Am 1. Mai heißt es dann „Keine Homezone für Nazis“ statt Bollerwagen. In Essen und Dortmund wollen Neonazis den Tag für ihre Propaganda instrumentalisieren. In beiden Städten werden sich ihnen zahlreiche Menschen entgegenstellen. Das antifaschistische Bündnis BlockaDO hat eine Demonstration in dem Dortmunder Stadtteil angemeldet, in dem auch die Neonazis marschieren wollen. Den Antifa-Aufruf findet ihr hier. Kommt für die gemeinsame Anreise um 13:30 Uhr zum S-Bahnhof Dortmund-Stadthaus! Zeigen wir den Nazis, dass sie nirgends was zu suchen haben!

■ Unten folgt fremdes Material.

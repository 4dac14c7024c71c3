//! Device capability traits
//!
//! Plans talk to hardware only through these traits. Each capability is a
//! separate trait so a device advertises exactly what it can do, and code that
//! needs a capability asks for it in its signature.
//!
//! - [`Movable`]: positioners (motors, delay stages)
//! - [`Readable`]: detectors that can be triggered and read
//! - [`Bounded`]: positioners with soft limits

use anyhow::Result;
use async_trait::async_trait;
use std::collections::HashMap;

use crate::experiment::{DataKey, DataValue};

pub mod mock;

/// One reading returned by [`Readable::read`].
#[derive(Debug, Clone, PartialEq)]
pub struct Reading {
    /// Measured value
    pub value: DataValue,
    /// Unix timestamp of the measurement, in seconds
    pub timestamp: f64,
}

impl Reading {
    /// Reading taken at `timestamp`.
    pub fn new(value: impl Into<DataValue>, timestamp: f64) -> Self {
        Self {
            value: value.into(),
            timestamp,
        }
    }
}

/// Capability for devices that move to a position.
#[async_trait]
pub trait Movable: Send + Sync {
    /// Device name, also the name of its position field.
    fn name(&self) -> &str;

    /// Move to `target` and wait for completion.
    async fn move_abs(&self, target: f64) -> Result<()>;

    /// Current position.
    async fn position(&self) -> Result<f64>;
}

/// Capability for detectors.
#[async_trait]
pub trait Readable: Send + Sync {
    /// Device name.
    fn name(&self) -> &str;

    /// Acquire a new reading and wait for it to complete.
    async fn trigger(&self) -> Result<()> {
        Ok(())
    }

    /// Latest reading of every field.
    async fn read(&self) -> Result<HashMap<String, Reading>>;

    /// Schema of the fields returned by [`read`](Self::read).
    async fn describe(&self) -> Result<HashMap<String, DataKey>>;
}

/// Capability for positioners with soft limits.
pub trait Bounded: Send + Sync {
    /// `(low, high)`, or `None` if unset.
    fn limits(&self) -> Option<(f64, f64)>;
}
//! Per-run summary table and electronic logbook posting.
//!
//! [`RunTable`] collects one formatted row per event. [`ElogPoster`] wraps a
//! run table and posts it to an [`Elog`] when the run stops, along with a
//! short plan summary when the run starts.

use chrono::{DateTime, Utc};
use std::collections::{HashMap, HashSet};
use tracing::{debug, warn};

use crate::error::PlanResult;
use crate::experiment::{
    DataValue, DescriptorDoc, DocumentCallback, Dtype, EventDoc, StartDoc, StopDoc,
};

/// Placeholder for a cell whose value is missing or cannot be formatted.
pub const NOT_AVAILABLE: &str = "N/A";

const SEQ_NUM_COLUMN: &str = "seq_num";
const TIME_COLUMN: &str = "time";

const TABLE_HEAD: &str = concat!(
    "<html>\n<head>\n<style>\n",
    "table, th, td { border: 1px solid #777; border-collapse: collapse; padding: 4px; }\n",
    "</style>\n</head>\n<body>\n",
);
const TABLE_TAIL: &str = "</body>\n</html>\n";

/// Tabular summary of every event in a run.
///
/// Columns are `seq_num`, `time` and then every data key with a supported
/// dtype, in the order descriptors declare them (sorted within a descriptor).
#[derive(Debug, Default, Clone)]
pub struct RunTable {
    descriptors: HashSet<String>,
    formats: HashMap<String, Dtype>,
    columns: Vec<String>,
    rows: Vec<HashMap<String, String>>,
}

impl RunTable {
    /// Empty table.
    pub fn new() -> Self {
        Self::default()
    }

    /// Forget every descriptor and row.
    pub fn reset(&mut self) {
        self.descriptors.clear();
        self.formats.clear();
        self.columns.clear();
        self.rows.clear();
    }

    /// True when no event has been recorded.
    pub fn is_empty(&self) -> bool {
        self.rows.is_empty()
    }

    /// Number of recorded rows.
    pub fn len(&self) -> usize {
        self.rows.len()
    }

    /// Column names in display order.
    pub fn columns(&self) -> Vec<&str> {
        [SEQ_NUM_COLUMN, TIME_COLUMN]
            .into_iter()
            .chain(self.columns.iter().map(String::as_str))
            .collect()
    }

    /// Formatted cell, if the row exists.
    pub fn cell(&self, row: usize, column: &str) -> Option<&str> {
        self.rows.get(row).map(|r| {
            r.get(column)
                .map(String::as_str)
                .unwrap_or(NOT_AVAILABLE)
        })
    }

    /// Render the table as an HTML `<table>` element.
    pub fn render_html(&self) -> String {
        let columns = self.columns();
        let mut html = String::from("<table>\n  <thead>\n    <tr>\n");
        for column in &columns {
            html.push_str(&format!("      <th>{}</th>\n", escape_html(column)));
        }
        html.push_str("    </tr>\n  </thead>\n  <tbody>\n");
        for row in &self.rows {
            html.push_str("    <tr>\n");
            for column in &columns {
                let cell = row.get(*column).map(String::as_str).unwrap_or(NOT_AVAILABLE);
                html.push_str(&format!("      <td>{}</td>\n", escape_html(cell)));
            }
            html.push_str("    </tr>\n");
        }
        html.push_str("  </tbody>\n</table>\n");
        html
    }

    /// Full HTML page wrapping [`RunTable::render_html`].
    pub fn render_page(&self) -> String {
        format!("{}{}{}", TABLE_HEAD, self.render_html(), TABLE_TAIL)
    }
}

impl DocumentCallback for RunTable {
    fn start(&mut self, _doc: &StartDoc) -> PlanResult<()> {
        self.reset();
        Ok(())
    }

    fn descriptor(&mut self, doc: &DescriptorDoc) -> PlanResult<()> {
        self.descriptors.insert(doc.uid.clone());

        let mut keys: Vec<_> = doc.data_keys.iter().collect();
        keys.sort_by(|a, b| a.0.cmp(b.0));
        for (name, key) in keys {
            if !matches!(key.dtype, Dtype::String | Dtype::Number | Dtype::Integer) {
                warn!(field = %name, dtype = %key.dtype, "unsupported dtype skipped in run table");
                continue;
            }
            if self.formats.insert(name.clone(), key.dtype).is_none() {
                self.columns.push(name.clone());
            }
        }
        Ok(())
    }

    fn event(&mut self, doc: &EventDoc) -> PlanResult<()> {
        if !self.descriptors.contains(&doc.descriptor_uid) {
            debug!(descriptor = %doc.descriptor_uid, "event from unknown descriptor ignored");
            return Ok(());
        }

        let mut row = HashMap::new();
        row.insert(SEQ_NUM_COLUMN.to_string(), doc.seq_num.to_string());
        row.insert(TIME_COLUMN.to_string(), format_time(doc.time_ns));

        for (name, dtype) in &self.formats {
            let cell = match doc.data.get(name).and_then(|v| format_value(*dtype, v)) {
                Some(cell) => cell,
                None => {
                    warn!(field = %name, "unable to format value for run table");
                    NOT_AVAILABLE.to_string()
                }
            };
            row.insert(name.clone(), cell);
        }
        self.rows.push(row);
        Ok(())
    }
}

/// Electronic logbook seam.
pub trait Elog {
    /// Post a message body with tags and an optional title.
    fn post(&self, body: &str, tags: &[&str], title: Option<&str>) -> anyhow::Result<()>;

    /// Whether runs are posted when their start document carries no `post` flag.
    fn enable_run_posts(&self) -> bool {
        false
    }
}

/// Posts plan summaries and run tables to an electronic logbook.
pub struct ElogPoster<E> {
    elog: E,
    table: RunTable,
    send_post: bool,
}

impl<E: Elog> ElogPoster<E> {
    /// Poster writing to `elog`; a run is posted when its `post` flag or the
    /// elog default says so.
    pub fn new(elog: E) -> Self {
        Self {
            elog,
            table: RunTable::new(),
            send_post: false,
        }
    }

    /// The logbook posts go to.
    pub fn elog(&self) -> &E {
        &self.elog
    }

    /// Table collected for the current run.
    pub fn table(&self) -> &RunTable {
        &self.table
    }

    fn post(&self, body: &str, tags: &[&str], title: Option<&str>) {
        if let Err(err) = self.elog.post(body, tags, title) {
            warn!(error = %err, "failed to post to elog");
        }
    }
}

fn plan_summary(doc: &StartDoc) -> String {
    let mut args: Vec<_> = doc.plan_args.iter().collect();
    args.sort();
    let args = args
        .into_iter()
        .map(|(k, v)| format!("{}={}", k, v))
        .collect::<Vec<_>>()
        .join(", ");
    format!("{}({})", doc.plan_name, args)
}

impl<E: Elog> DocumentCallback for ElogPoster<E> {
    fn start(&mut self, doc: &StartDoc) -> PlanResult<()> {
        self.send_post = doc
            .post_flag()
            .unwrap_or_else(|| self.elog.enable_run_posts());
        self.table.start(doc)?;
        if self.send_post {
            self.post(&plan_summary(doc), &["plan_info", "RE"], None);
        }
        Ok(())
    }

    fn descriptor(&mut self, doc: &DescriptorDoc) -> PlanResult<()> {
        self.table.descriptor(doc)
    }

    fn event(&mut self, doc: &EventDoc) -> PlanResult<()> {
        self.table.event(doc)
    }

    fn stop(&mut self, _doc: &StopDoc) -> PlanResult<()> {
        if self.send_post && !self.table.is_empty() {
            self.post(&self.table.render_page(), &["run_table", "RE"], Some("run_table"));
        }
        Ok(())
    }
}

/// Format one value according to its declared dtype.
///
/// Strings keep their first five characters, numbers use three significant
/// digits and integers print in decimal. Mismatched values yield `None`.
pub fn format_value(dtype: Dtype, value: &DataValue) -> Option<String> {
    match (dtype, value) {
        (Dtype::String, DataValue::Text(s)) => Some(s.chars().take(5).collect()),
        (Dtype::Number, v) => v.as_f64().map(format_sig3),
        (Dtype::Integer, DataValue::Integer(i)) => Some(i.to_string()),
        _ => None,
    }
}

/// Format with three significant digits, switching to exponent notation
/// outside `1e-4 <= |v| < 1e3`.
fn format_sig3(v: f64) -> String {
    if v == 0.0 {
        return "0".to_string();
    }
    if !v.is_finite() {
        return v.to_string();
    }

    let sci = format!("{:.2e}", v);
    let (mantissa, exp) = match sci.split_once('e') {
        Some((m, e)) => (m, e.parse::<i32>().unwrap_or(0)),
        None => (sci.as_str(), 0),
    };

    if !(-4..3).contains(&exp) {
        let sign = if exp < 0 { '-' } else { '+' };
        format!("{}e{}{:02}", trim_zeros(mantissa), sign, exp.abs())
    } else {
        let decimals = (2 - exp) as usize;
        trim_zeros(&format!("{:.*}", decimals, v)).to_string()
    }
}

fn trim_zeros(s: &str) -> &str {
    if s.contains('.') {
        s.trim_end_matches('0').trim_end_matches('.')
    } else {
        s
    }
}

/// Time of day as `HH:MM:SS.ff` in UTC.
fn format_time(time_ns: u64) -> String {
    let secs = (time_ns / 1_000_000_000) as i64;
    let nanos = (time_ns % 1_000_000_000) as u32;
    match DateTime::<Utc>::from_timestamp(secs, nanos) {
        Some(t) => {
            let full = t.format("%H:%M:%S%.6f").to_string();
            full[..full.len() - 4].to_string()
        }
        None => NOT_AVAILABLE.to_string(),
    }
}

fn escape_html(s: &str) -> String {
    s.replace('&', "&amp;")
        .replace('<', "&lt;")
        .replace('>', "&gt;")
}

Bereits im Vorfeld gibt es zudem eine Kundgebung an den Katharinentreppen geben gegen den Nazimob, der sich am Hauptbahnhof treffen möchte, um von dort nach Essen zu fahren. Beginn dieser Kundgebung ist 10 Uhr. Behaltet bei der Anreise im Kopf, dass in Dortmund zu dieser Zeit möglicherweise bereits Neonazis im Hauptbahnhof unterwegs sind.

Das war es erstmal von unserer Seite. Das kommende Wochenende bietet eine Fülle an wichtigen Veranstaltungen. Haltet euch auf dem Laufenden, organisiert euch, schließt euch zusammen und checkt eure Terminkalender! Wir sehen uns!